If you have used an interactive video wall or a tabletop PC, chances are, you have also used a touch screen that was built using optical touch technology.
Optical touch technology uses CMOS infrared cameras placed on top of the panel to continuously monitor the field of view. Optical touch screens also use infrared light, similar to infrared touch screen technologies, but the layout of the emitters and sensors is what differentiates it.
Most optical touch screens use two cameras placed in the corners at the top of the screen. These cameras are used to look across the entire touch surface for touch events. When an object touches the screen, it blocks some of the light being received by the sensors in the cameras. The location of the touch is then calculated by using the information from both cameras and the mathematical principles of triangulation.
Optical touch screens fall into categories: passive and active. Passive screens use light that is generated by the cameras and reflected back by the side and bottom edges, while active screens use light that is emitted directly from LEDs along the side and bottom edges. Both systems rely on the cameras to detect the light and determine the location of the touch event.
Pros of Optical Touch Screens
The Baanto ShadowSense Advantage
Optical touch screens have a number of issues that can impact their performance. ShadowSense touch screens do not use cameras; instead, LEDs embedded in the bezel emit infrared light and sensors detect the shadows cast by the object touching the surface.

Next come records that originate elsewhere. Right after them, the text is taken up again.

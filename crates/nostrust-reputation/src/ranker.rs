// crates/nostrust-reputation/src/ranker.rs
//
// Ranking and report rendering for a ledger or any subset of one.

use std::fmt::Write as _;

use futures::stream::{self, StreamExt};
use serde::Serialize;

use nostrust_core::{Identity, NameResolver};

use crate::ledger::Ledger;

/// One line of a ranked trust report.
#[derive(Debug, Clone, PartialEq, Serialize)]
pub struct RankedEntry {
    /// The scored identity (hex).
    pub identity: Identity,
    /// Canonical textual form of the identity.
    pub npub: String,
    /// Final trust score.
    pub score: f64,
    /// Display name, once resolved.
    #[serde(skip_serializing_if = "Option::is_none")]
    pub display_name: Option<String>,
}

impl RankedEntry {
    /// Name to print: the resolved display name, or the npub.
    pub fn label(&self) -> &str {
        self.display_name.as_deref().unwrap_or(&self.npub)
    }
}

/// Order every ledger entry by score, highest first.
///
/// Equal scores are ordered by identity bytes so the output is stable across
/// runs.
pub fn rank(ledger: &Ledger) -> Vec<RankedEntry> {
    let mut entries: Vec<RankedEntry> = ledger
        .iter()
        .map(|(identity, score)| RankedEntry {
            identity,
            npub: identity.to_npub(),
            score,
            display_name: None,
        })
        .collect();
    entries.sort_by(|a, b| {
        b.score
            .total_cmp(&a.score)
            .then_with(|| a.identity.cmp(&b.identity))
    });
    entries
}

/// Fill in display names, keeping at most `concurrency` lookups in flight.
pub async fn resolve_names<R: NameResolver + ?Sized>(
    entries: &mut [RankedEntry],
    resolver: &R,
    concurrency: usize,
) {
    let names: Vec<String> = stream::iter(entries.iter().map(|e| resolver.display_name(&e.identity)))
        .buffered(concurrency.max(1))
        .collect()
        .await;
    for (entry, name) in entries.iter_mut().zip(names) {
        entry.display_name = Some(name);
    }
}

/// One report line: `npub  score  name`, score to ten decimals.
pub fn format_entry(entry: &RankedEntry) -> String {
    format!("{}  {:.10}  {}", entry.npub, entry.score, entry.label())
}

/// Render a ranked report under a header naming the trust floor in use.
pub fn format_report(entries: &[RankedEntry], minimum_trust_score: f64) -> String {
    let mut out = format!(
        "All trust ratings, sorted from most trusted to least trusted above threshold {}:\n",
        minimum_trust_score
    );
    for entry in entries {
        // Writing to a String cannot fail.
        let _ = writeln!(out, "{}", format_entry(entry));
    }
    out
}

The implementation is much more elegant when compared to optical touch screens.
|Cons of Optical Touch Screens||ShadowSense Benefits|
|Performance can be affected by direct sunlight or reflections from wet or shiny surfaces||Built-in notch and band pass filters in the screen allow the sensor to see only the light emitted by the LEDs, making it immune to ambient light|
|Needs drivers for image processing which take up significant CPU resources, impacting performance||Response times are around 6 to 8 ms, because screens do not need drivers or CPU support, as touch processing is done by the built-in controller|
|Large screens are difficult to manufacture as sensors have to be aligned accurately||Screens, even if they are very large, can be cost effectively fabricated|
|Lenses have limited field of view, and have blind spots in the corners||Field of view is 180 degrees, and touch events can be detected over the entire surface of the screen|
|Multi touch performance not accurate due to ghosting because of limited number of image sensors||Screens have 4 to 6 ShadowSensors to reduce ghosting compared to optical screens of similar size|
Read about capacitive touch screen.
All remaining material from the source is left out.